RAB is the funding mechanism for MAHB to spend on local airports development within the regulated period, which is typically three years. The capital investment will lead to the level of aeronautical charges the airport operator can impose on airport users.
“Once they (Mavcom) have validated the RAB framework, they will have some sort of ideas as to the airports that require expansion and how much is required,” Raja Azmi told NST Business in an interview recently.
“Within the regulated RAB period, MAHB can propose the amount of development capex (capital expenditure). MAHB will then be given a pre-agreed paid of returns, supported by the forecasted traffic of the passengers’ volume and revenue generation within the stipulated RAB period,” he added.
Raja Azmi said MAHB would engage with stakeholders, primarily airlines for feedbacks on airports facilities that they prefer.

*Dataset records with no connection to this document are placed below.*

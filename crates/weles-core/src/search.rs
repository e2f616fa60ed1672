//! Model search filters.
//!
//! Numeric attributes are constrained with a small range language: a sequence
//! of `<op><value>;` clauses where `op` is one of `<`, `>` or `=`. Clauses are
//! conjoined, so `">100;<200;"` means `100 < v < 200`. An empty filter places
//! no constraint. `language_version` uses the same grammar over dotted
//! version numbers, e.g. `">3.5.0;<3.7;"`.

use serde::{Deserialize, Serialize};
use std::cmp::Ordering;
use std::fmt;
use std::str::FromStr;

use crate::error::{WelesError, WelesResult};
use crate::request::Metadata;

/// Comparison operator of one range clause.
#[derive(Debug, Clone, Copy, PartialEq, Eq)]
pub enum Op {
    Lt,
    Gt,
    Eq,
}

impl Op {
    fn symbol(&self) -> char {
        match self {
            Op::Lt => '<',
            Op::Gt => '>',
            Op::Eq => '=',
        }
    }
}

#[derive(Debug, Clone, PartialEq)]
pub struct Clause<T> {
    pub op: Op,
    pub value: T,
}

/// A conjunction of range clauses over values of type `T`.
#[derive(Debug, Clone, PartialEq)]
pub struct RangeFilter<T> {
    clauses: Vec<Clause<T>>,
}

impl<T> Default for RangeFilter<T> {
    fn default() -> Self {
        Self {
            clauses: Vec::new(),
        }
    }
}

impl<T> RangeFilter<T> {
    pub fn any() -> Self {
        Self::default()
    }

    pub fn clauses(&self) -> &[Clause<T>] {
        &self.clauses
    }

    pub fn is_unconstrained(&self) -> bool {
        self.clauses.is_empty()
    }

    pub fn less_than(mut self, value: T) -> Self {
        self.clauses.push(Clause { op: Op::Lt, value });
        self
    }

    pub fn greater_than(mut self, value: T) -> Self {
        self.clauses.push(Clause { op: Op::Gt, value });
        self
    }

    pub fn equal_to(mut self, value: T) -> Self {
        self.clauses.push(Clause { op: Op::Eq, value });
        self
    }
}

impl<T: PartialOrd> RangeFilter<T> {
    /// Whether `candidate` satisfies every clause.
    pub fn matches(&self, candidate: &T) -> bool {
        self.clauses.iter().all(|clause| {
            match candidate.partial_cmp(&clause.value) {
                Some(Ordering::Less) => clause.op == Op::Lt,
                Some(Ordering::Greater) => clause.op == Op::Gt,
                Some(Ordering::Equal) => clause.op == Op::Eq,
                None => false,
            }
        })
    }
}

impl<T: fmt::Display> RangeFilter<T> {
    /// Wire form, e.g. `">100;<200;"`. Empty for an unconstrained filter.
    pub fn to_wire(&self) -> String {
        self.to_string()
    }
}

impl<T: fmt::Display> fmt::Display for RangeFilter<T> {
    fn fmt(&self, f: &mut fmt::Formatter<'_>) -> fmt::Result {
        for clause in &self.clauses {
            write!(f, "{}{};", clause.op.symbol(), clause.value)?;
        }
        Ok(())
    }
}

impl<T> FromStr for RangeFilter<T>
where
    T: FromStr,
{
    type Err = WelesError;

    fn from_str(s: &str) -> WelesResult<Self> {
        let mut clauses = Vec::new();
        for raw in s.split(';') {
            let raw = raw.trim();
            if raw.is_empty() {
                continue;
            }
            let mut chars = raw.chars();
            let op = match chars.next() {
                Some('<') => Op::Lt,
                Some('>') => Op::Gt,
                Some('=') => Op::Eq,
                _ => {
                    return Err(WelesError::invalid(format!(
                        "range clause '{}' must start with one of '<', '>', '='",
                        raw
                    )))
                }
            };
            let operand = chars.as_str().trim();
            let value = operand.parse::<T>().map_err(|_| {
                WelesError::invalid(format!("range clause '{}' has an invalid value", raw))
            })?;
            clauses.push(Clause { op, value });
        }
        Ok(Self { clauses })
    }
}

/// A dotted version number. Missing trailing components compare as zero, so
/// `3.7` equals `3.7.0`.
#[derive(Debug, Clone, Eq)]
pub struct Version {
    parts: Vec<u64>,
}

impl Version {
    pub fn parts(&self) -> &[u64] {
        &self.parts
    }
}

impl FromStr for Version {
    type Err = WelesError;

    fn from_str(s: &str) -> WelesResult<Self> {
        let s = s.trim();
        if s.is_empty() {
            return Err(WelesError::invalid("version must not be empty"));
        }
        let parts = s
            .split('.')
            .map(|p| {
                p.parse::<u64>()
                    .map_err(|_| WelesError::invalid(format!("invalid version '{}'", s)))
            })
            .collect::<WelesResult<Vec<_>>>()?;
        Ok(Self { parts })
    }
}

impl fmt::Display for Version {
    fn fmt(&self, f: &mut fmt::Formatter<'_>) -> fmt::Result {
        let joined: Vec<String> = self.parts.iter().map(u64::to_string).collect();
        write!(f, "{}", joined.join("."))
    }
}

impl Ord for Version {
    fn cmp(&self, other: &Self) -> Ordering {
        let len = self.parts.len().max(other.parts.len());
        for i in 0..len {
            let a = self.parts.get(i).copied().unwrap_or(0);
            let b = other.parts.get(i).copied().unwrap_or(0);
            match a.cmp(&b) {
                Ordering::Equal => continue,
                unequal => return unequal,
            }
        }
        Ordering::Equal
    }
}

impl PartialOrd for Version {
    fn partial_cmp(&self, other: &Self) -> Option<Ordering> {
        Some(self.cmp(other))
    }
}

impl PartialEq for Version {
    fn eq(&self, other: &Self) -> bool {
        self.cmp(other) == Ordering::Equal
    }
}

/// How the `tags` filter combines.
#[derive(Debug, Clone, Copy, Default, PartialEq, Eq, Serialize, Deserialize)]
#[serde(rename_all = "lowercase")]
pub enum TagMatch {
    /// A model matches when it shares at least one tag.
    #[default]
    Any,
    /// A model matches only when it carries every tag.
    All,
}

impl TagMatch {
    pub fn as_str(&self) -> &'static str {
        match self {
            TagMatch::Any => "any",
            TagMatch::All => "all",
        }
    }
}

impl FromStr for TagMatch {
    type Err = WelesError;

    fn from_str(s: &str) -> WelesResult<Self> {
        match s.to_ascii_lowercase().as_str() {
            "any" => Ok(TagMatch::Any),
            "all" => Ok(TagMatch::All),
            other => Err(WelesError::invalid(format!(
                "tag mode must be 'any' or 'all', got '{}'",
                other
            ))),
        }
    }
}

/// Filters for a model search. Absent and unconstrained filters are omitted
/// from the request.
#[derive(Debug, Clone, Default, PartialEq)]
pub struct SearchQuery {
    pub language: Option<String>,
    pub language_version: RangeFilter<Version>,
    pub row: RangeFilter<f64>,
    pub column: RangeFilter<f64>,
    pub missing: RangeFilter<f64>,
    pub classes: RangeFilter<f64>,
    pub owner: Option<String>,
    pub tags: Vec<String>,
    /// Overrides the client's default tag mode when set.
    pub tags_mode: Option<TagMatch>,
    /// Regular expression matched against model names.
    pub regex: Option<String>,
}

impl SearchQuery {
    pub fn new() -> Self {
        Self::default()
    }

    pub fn language(mut self, language: impl Into<String>) -> Self {
        self.language = Some(language.into());
        self
    }

    pub fn owner(mut self, owner: impl Into<String>) -> Self {
        self.owner = Some(owner.into());
        self
    }

    pub fn tags<I, S>(mut self, tags: I) -> Self
    where
        I: IntoIterator<Item = S>,
        S: Into<String>,
    {
        self.tags = tags.into_iter().map(Into::into).collect();
        self
    }

    pub fn regex(mut self, regex: impl Into<String>) -> Self {
        self.regex = Some(regex.into());
        self
    }

    /// Form fields for `GET models/search`. `default_tags_mode` applies when
    /// tags are given without an explicit mode.
    pub fn to_metadata(&self, default_tags_mode: TagMatch) -> Metadata {
        let mut meta = Metadata::new();
        meta.insert_opt("language", self.language.clone());
        meta.insert_opt("language_version", non_empty(&self.language_version));
        meta.insert_opt("row", non_empty(&self.row));
        meta.insert_opt("column", non_empty(&self.column));
        meta.insert_opt("missing", non_empty(&self.missing));
        meta.insert_opt("classes", non_empty(&self.classes));
        meta.insert_opt("owner", self.owner.clone());
        if !self.tags.is_empty() {
            meta.insert("tags", self.tags.clone());
            meta.insert(
                "tags_mode",
                self.tags_mode.unwrap_or(default_tags_mode).as_str(),
            );
        }
        meta.insert_opt("regex", self.regex.clone());
        meta
    }
}

fn non_empty<T: fmt::Display>(filter: &RangeFilter<T>) -> Option<String> {
    if filter.is_unconstrained() {
        None
    } else {
        Some(filter.to_wire())
    }
}
//! Help text rendering
//!
//! The help screen is rendered by hand from the flag table so that it never
//! lists the valid providers or services.

use crate::cli::flags::FlagSpec;

pub const HEADER: &str = "How2Validate Tool\n\nValidate various types of secrets for different services.";
pub const USAGE: &str = "how2validate [options]";
pub const EPILOG: &str = "Ensuring the authenticity of your secrets.";

/// Left column of one flag row (`-p, --provider <PROVIDER>`)
pub fn invocation(spec: &FlagSpec) -> String {
    let aliases = spec.aliases.join(", ");
    match spec.placeholder() {
        Some(placeholder) => format!("{} {}", aliases, placeholder),
        None => aliases,
    }
}

/// Render the complete help screen for `flags`
pub fn render_help(flags: &[FlagSpec]) -> String {
    let rows: Vec<(String, &str)> = flags
        .iter()
        .map(|spec| (invocation(spec), spec.help))
        .collect();
    let width = rows.iter().map(|(left, _)| left.len()).max().unwrap_or(0);

    let mut out = String::new();
    out.push_str(HEADER);
    out.push_str("\n\n");
    out.push_str(&format!("usage: {}\n\n", USAGE));
    out.push_str("options:\n");
    for (left, help) in rows {
        out.push_str(&format!("  {:<width$}  {}\n", left, help, width = width));
    }
    out.push('\n');
    out.push_str(EPILOG);
    out.push('\n');

    out
}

Under the current Operating Agreement (OA) with MAHB, the government will undertake local airports development (expansion and upgrade) including financing. MAHB is responsible for the maintenance capex for all airports.

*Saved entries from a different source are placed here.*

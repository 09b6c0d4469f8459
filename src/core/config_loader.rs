//! Configuration file loader for how2validate
//!
//! This module provides configuration loading, validation, and environment
//! overrides.

use super::config::*;
use crate::core::error::H2vError;
use regex::Regex;
use std::collections::HashMap;
use std::ffi::OsString;
use std::path::{Path, PathBuf};
use tokio::fs;
use tracing::{debug, warn};

/// Configuration file names probed in the working directory, in order
const CONFIG_FILENAMES: &[&str] = &[".how2validate.yaml", ".how2validate.yml", ".how2validate.toml"];

/// Explicit configuration file path
pub const ENV_CONFIG_PATH: &str = "HOW2VALIDATE_CONFIG";
/// Overrides the reported version
pub const ENV_VERSION: &str = "HOW2VALIDATE_VERSION";
/// Overrides the token manager document path
pub const ENV_TOKEN_MANAGER: &str = "HOW2VALIDATE_TOKEN_MANAGER";
/// Overrides the log filter
pub const ENV_LOG: &str = "HOW2VALIDATE_LOG";

/// Environment variable pattern (${VAR_NAME})
const ENV_VAR_PATTERN: &str = r"\$\{([A-Z_][A-Z0-9_]*)\}";

/// Configuration load options
#[derive(Debug, Clone)]
pub struct ConfigLoadOptions {
    /// Directory searched for a configuration file
    pub working_dir: PathBuf,

    /// Environment variables
    pub env: HashMap<String, String>,
}

impl ConfigLoadOptions {
    /// Options for the current process: working directory and environment
    pub fn from_process() -> Self {
        Self {
            working_dir: std::env::current_dir().unwrap_or_else(|_| PathBuf::from(".")),
            env: utf8_env(std::env::vars_os()),
        }
    }
}

/// Keep the variables whose name and value are both valid UTF-8
fn utf8_env<I>(vars: I) -> HashMap<String, String>
where
    I: IntoIterator<Item = (OsString, OsString)>,
{
    vars.into_iter()
        .filter_map(|(key, value)| Some((key.into_string().ok()?, value.into_string().ok()?)))
        .collect()
}

/// Configuration validation result
#[derive(Debug, Clone, PartialEq)]
pub struct ConfigValidationResult {
    /// Is configuration valid?
    pub valid: bool,

    /// Validation errors
    pub errors: Vec<ConfigValidationError>,
}

/// Configuration validation error
#[derive(Debug, Clone, PartialEq)]
pub struct ConfigValidationError {
    /// Field path (e.g., "secret.active")
    pub field: String,

    /// Error message
    pub message: String,
}

/// Configuration file loader
pub struct ConfigLoader;

impl ConfigLoader {
    /// Load configuration from multiple sources with priority
    ///
    /// Priority (high to low):
    /// 1. Environment variables
    /// 2. Config file (HOW2VALIDATE_CONFIG, or ./.how2validate.{yaml,yml,toml})
    /// 3. Default values
    pub async fn load(options: ConfigLoadOptions) -> Result<ToolConfig, H2vError> {
        let config = match Self::locate_config_file(&options) {
            Some(path) => {
                debug!("Loading configuration from {}", path.display());
                Self::load_config_file(&path).await?
            }
            None => ToolConfig::default(),
        };

        let config = Self::apply_env_overrides(config, &options.env);
        let config = Self::expand_env_vars(config, &options.env);

        let validation = Self::validate(&config);
        if !validation.valid {
            let details = validation
                .errors
                .iter()
                .map(|e| format!("{}: {}", e.field, e.message))
                .collect::<Vec<_>>()
                .join("; ");
            return Err(H2vError::ConfigError(details));
        }

        Ok(config)
    }

    /// Find the configuration file to load, if any
    fn locate_config_file(options: &ConfigLoadOptions) -> Option<PathBuf> {
        if let Some(explicit) = options.env.get(ENV_CONFIG_PATH) {
            return Some(PathBuf::from(explicit));
        }

        CONFIG_FILENAMES
            .iter()
            .map(|name| options.working_dir.join(name))
            .find(|path| path.exists())
    }

    /// Load configuration from a YAML or TOML file
    async fn load_config_file(file_path: &Path) -> Result<ToolConfig, H2vError> {
        let content = fs::read_to_string(file_path).await.map_err(|e| {
            H2vError::ConfigError(format!(
                "Failed to read config file {}: {}",
                file_path.display(),
                e
            ))
        })?;

        let is_toml = file_path
            .extension()
            .map(|ext| ext.eq_ignore_ascii_case("toml"))
            .unwrap_or(false);

        if is_toml {
            toml::from_str(&content).map_err(|e| {
                H2vError::ConfigError(format!("Failed to parse TOML config: {}", e))
            })
        } else {
            serde_yaml::from_str(&content).map_err(|e| {
                H2vError::ConfigError(format!("Failed to parse YAML config: {}", e))
            })
        }
    }

    /// Apply HOW2VALIDATE_* overrides
    fn apply_env_overrides(mut config: ToolConfig, env: &HashMap<String, String>) -> ToolConfig {
        if let Some(version) = env.get(ENV_VERSION) {
            config.version = version.clone();
        }

        if let Some(path) = env.get(ENV_TOKEN_MANAGER).filter(|p| !p.trim().is_empty()) {
            config.token_manager = Some(PathBuf::from(path));
        }

        if let Some(level) = env.get(ENV_LOG).filter(|l| !l.trim().is_empty()) {
            config.logging.level = level.clone();
        }

        config
    }

    /// Expand ${VAR} references in the report settings
    fn expand_env_vars(mut config: ToolConfig, env: &HashMap<String, String>) -> ToolConfig {
        if let Some(report) = &mut config.report {
            report.url = Self::expand_string(&report.url, env);
            report.token = Self::expand_string(&report.token, env);
            report.from_address = Self::expand_string(&report.from_address, env);
        }

        config
    }

    /// Expand environment variables in a single string
    ///
    /// Unknown variables are left in place.
    fn expand_string(input: &str, env: &HashMap<String, String>) -> String {
        let Ok(env_var_regex) = Regex::new(ENV_VAR_PATTERN) else {
            return input.to_string();
        };

        let mut result = input.to_string();
        for cap in env_var_regex.captures_iter(input) {
            let var_name = &cap[1];

            if let Some(value) = env.get(var_name) {
                result = result.replace(&format!("${{{}}}", var_name), value);
            } else {
                warn!("Environment variable {} not found", var_name);
            }
        }

        result
    }

    /// Validate configuration
    pub fn validate(config: &ToolConfig) -> ConfigValidationResult {
        let mut errors = Vec::new();

        // 1. Version must be semver
        if let Err(e) = semver::Version::parse(&config.version) {
            errors.push(ConfigValidationError {
                field: "version".to_string(),
                message: format!("'{}' is not a semantic version ({})", config.version, e),
            });
        }

        // 2. Package name is needed for updates
        if config.package_name.trim().is_empty() {
            errors.push(ConfigValidationError {
                field: "packageName".to_string(),
                message: "packageName is required".to_string(),
            });
        }

        // 3. Status labels
        if config.secret.active.trim().is_empty() {
            errors.push(ConfigValidationError {
                field: "secret.active".to_string(),
                message: "label must not be empty".to_string(),
            });
        }
        if config.secret.inactive.trim().is_empty() {
            errors.push(ConfigValidationError {
                field: "secret.inactive".to_string(),
                message: "label must not be empty".to_string(),
            });
        }
        if config.secret.active == config.secret.inactive {
            errors.push(ConfigValidationError {
                field: "secret".to_string(),
                message: "active and inactive labels must differ".to_string(),
            });
        }

        // 4. Probe timeout
        if config.probe.timeout_secs == 0 {
            errors.push(ConfigValidationError {
                field: "probe.timeoutSecs".to_string(),
                message: "timeout must be greater than zero".to_string(),
            });
        }

        ConfigValidationResult {
            valid: errors.is_empty(),
            errors,
        }
    }
}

“For every Malaysia Plan, we requested for capex and typically the government only approved between five and eight per cent of the total capex that we requested,” he said.
For this reason, MAHB needs to get an extension for the OA from 2034 to 2069, and in conjunction with the RAB, the airport operator can start funding the development capex, while adjusting some of the terms to facilitate the capex.
Raja Azmi is hopeful that the new OA can be signed before the mid-year, citing that MAHB had almost finalised the terms with the government.
“Once we get the OA finalised, MAHB will get the extension until 2069,” he said.
He said the adjustment in the OA and RAB were crucial for MAHB to maintain its business.
“MAHB runs a network of 39 airports with several sizes and profiles nationwide. Therefore, the cost to operate each airport varies.
“Of the total, only eight airports are profitable, while we are cross-subsidising the other 31 non-profitable airports in the country including short-takeoff and landings (STOLports) to sustain the connectivity and maintain an optimum operation,” he explained.
MAHB’s network of airports includes five international airports, 16 domestic airports and 18 STOLs (interior of Sabah and Sarawak). Of the total, 13 domestic airports are not profitable, and only three domestic airports are profitable.
Among domestic airports that are profitable but require immediate expansion are Subang, Kota Bahru and Miri.
MAHB’s profitable international airports include KL International Airport and its second terminal, klia2, Penang, Langkawi, Kuching and Kota Kinabalu while the domestic airports include Subang (90 per cent-domestic), Kota Bahru and Miri.